2025 sem­ble plutôt devoir être l’année de la grande peur des anciens pro­gres­sistes, dépassés par l’échec con­cret de leurs idéaux.

Voir aus­si : Thomas Legrand, portrait

Thierry Breton versus Musk

Elon Musk est partout. Un jour sur BFMTV car il s’en prend à Thier­ry Bre­ton et accuse ce dernier d’être le « tyran de l’Europe ». L’ex-commissaire européen étant un obsédé du con­trôle des moyens de com­mu­ni­ca­tion entre citoyens. Devant les tweets de Musk au sujet de l’Allemagne ou du Roy­aume-Uni, Bre­ton a accusé Musk « d’ingérence » (le nou­veau mot qui tue depuis qu’il est employé à tire-lar­ig­ot au sujet de la Russie, mot encore repris par Libéra­tion con­tre Musk le 11 jan­vi­er 2025). Réponse d’Elon Musk ? « Mec ! L’ingérence étrangère améri­caine est la seule rai­son pour laque­lle tu ne par­les pas alle­mand ou russe aujourd’hui ». Un cours d’histoire en pas­sant, cela ne fait jamais de mal à un respon­s­able poli­tique français.

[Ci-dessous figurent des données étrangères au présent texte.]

//! Ticket endpoints:
//! - POST /api/tickets/purchase - Buy tickets (201)
//! - GET /api/tickets/:code - Look up a ticket
//! - POST /api/tickets/:code/cancel - Cancel an active ticket, returning its seats
//! - POST /api/tickets/:code/use - Check a ticket in at the door

use super::AppError;
use crate::server::state::AppState;
use axum::{
    Json,
    extract::{Path, State},
    http::StatusCode,
};
use chrono::{DateTime, Utc};
use serde::{Deserialize, Serialize};
use ticketing_core::{EventId, PurchaseRequest, Ticket, TicketCode, TicketStatus};
use uuid::Uuid;

/// Request to purchase tickets.
#[derive(Debug, Serialize, Deserialize)]
pub struct PurchaseTicketsRequest {
    /// Event to buy for
    pub event_id: Uuid,
    /// Buyer display name
    pub buyer_name: String,
    /// Buyer email; tickets are grouped by it
    pub buyer_email: String,
    /// Buyer phone
    #[serde(default)]
    pub buyer_phone: String,
    /// Number of tickets
    pub quantity: u32,
}

impl From<PurchaseTicketsRequest> for PurchaseRequest {
    fn from(request: PurchaseTicketsRequest) -> Self {
        Self {
            event_id: EventId::from_uuid(request.event_id),
            buyer_name: request.buyer_name,
            buyer_email: request.buyer_email,
            buyer_phone: request.buyer_phone,
            quantity: request.quantity,
        }
    }
}

/// Ticket details response.
#[derive(Debug, Serialize, Deserialize)]
pub struct TicketResponse {
    /// Ticket code, presented at the door
    pub code: String,
    /// Event ID
    pub event_id: Uuid,
    /// Buyer ID
    pub buyer_id: Uuid,
    /// Admissions on this ticket
    pub quantity: u32,
    /// Price paid, formatted with two decimals
    pub total_price: String,
    /// Price paid in minor currency units
    pub total_price_minor_units: u64,
    /// Purchase time
    pub purchased_at: DateTime<Utc>,
    /// ACTIVE, USED or CANCELLED
    pub status: TicketStatus,
}

impl From<Ticket> for TicketResponse {
    fn from(ticket: Ticket) -> Self {
        Self {
            event_id: *ticket.event_id.as_uuid(),
            buyer_id: *ticket.buyer_id.as_uuid(),
            quantity: ticket.quantity,
            total_price: ticket.total_price.to_string(),
            total_price_minor_units: ticket.total_price.minor_units(),
            purchased_at: ticket.purchased_at,
            status: ticket.status,
            code: ticket.code.to_string(),
        }
    }
}

/// Purchase tickets for an event.
///
/// # Example
///
/// ```bash
/// curl -X POST http://localhost:8080/api/tickets/purchase \
///   -H "Content-Type: application/json" \
///   -d '{
///     "event_id": "550e8400-e29b-41d4-a716-446655440000",
///     "buyer_name": "Amina Wanjiru",
///     "buyer_email": "amina@example.com",
///     "buyer_phone": "+254700000000",
///     "quantity": 2
///   }'
/// ```
pub async fn purchase_tickets(
    State(state): State<AppState>,
    Json(request): Json<PurchaseTicketsRequest>,
) -> Result<(StatusCode, Json<TicketResponse>), AppError> {
    let ticket = state.coordinator.purchase(request.into()).await?;
    Ok((StatusCode::CREATED, Json(ticket.into())))
}

/// Get a ticket by code.
pub async fn get_ticket(
    Path(code): Path<String>,
    State(state): State<AppState>,
) -> Result<Json<TicketResponse>, AppError> {
    let ticket = state.coordinator.ticket(TicketCode::new(code)).await?;
    Ok(Json(ticket.into()))
}

/// Cancel an active ticket.
///
/// Returns 409 if the ticket was already used or cancelled.
pub async fn cancel_ticket(
    Path(code): Path<String>,
    State(state): State<AppState>,
) -> Result<Json<TicketResponse>, AppError> {
    let ticket = state.coordinator.cancel(TicketCode::new(code)).await?;
    Ok(Json(ticket.into()))
}

/// Mark an active ticket as used.
pub async fn use_ticket(
    Path(code): Path<String>,
    State(state): State<AppState>,
) -> Result<Json<TicketResponse>, AppError> {
    let ticket = state.coordinator.mark_used(TicketCode::new(code)).await?;
    Ok(Json(ticket.into()))
}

Emmanuel Macron s’en mêle  et s’emmêle

Par­al­lèle­ment, ce qui reste du prési­dent de la République Française, Emmanuel Macron, tente de main­tenir le « en même temps » en accu­sant Elon Musk d’être à la tête « d’une inter­na­tionale réac­tion­naire » tout en souhai­tant main­tenir le dia­logue avec lui, rap­porte Le Monde daté du 10 jan­vi­er 2025. Un signe cer­tain du trou­ble que la per­son­nal­ité d’Elon Musk amène dans les chau­mières poli­tiques et médi­a­tiques européennes où l’on ne sem­ble plus savoir à quel saint se vouer. Pourquoi ? Le monde a changé. Les anci­ennes rela­tions inter­na­tionales et la géopoli­tique ont évolué vers des rap­ports de puis­sances à puis­sances. Tout le monde sem­ble l’avoir com­pris, de la Chine aux États-Unis, en pas­sant par l’Inde ou le Sud glob­al. Tout le Monde ? Sauf l’Union Européenne. Et la France. Dif­fi­cile dans ces con­di­tions de com­pren­dre ce que veu­lent des indi­vidus comme Elon Musk ou Don­ald Trump, surtout quand on est borgne ou volon­taire­ment aveugle.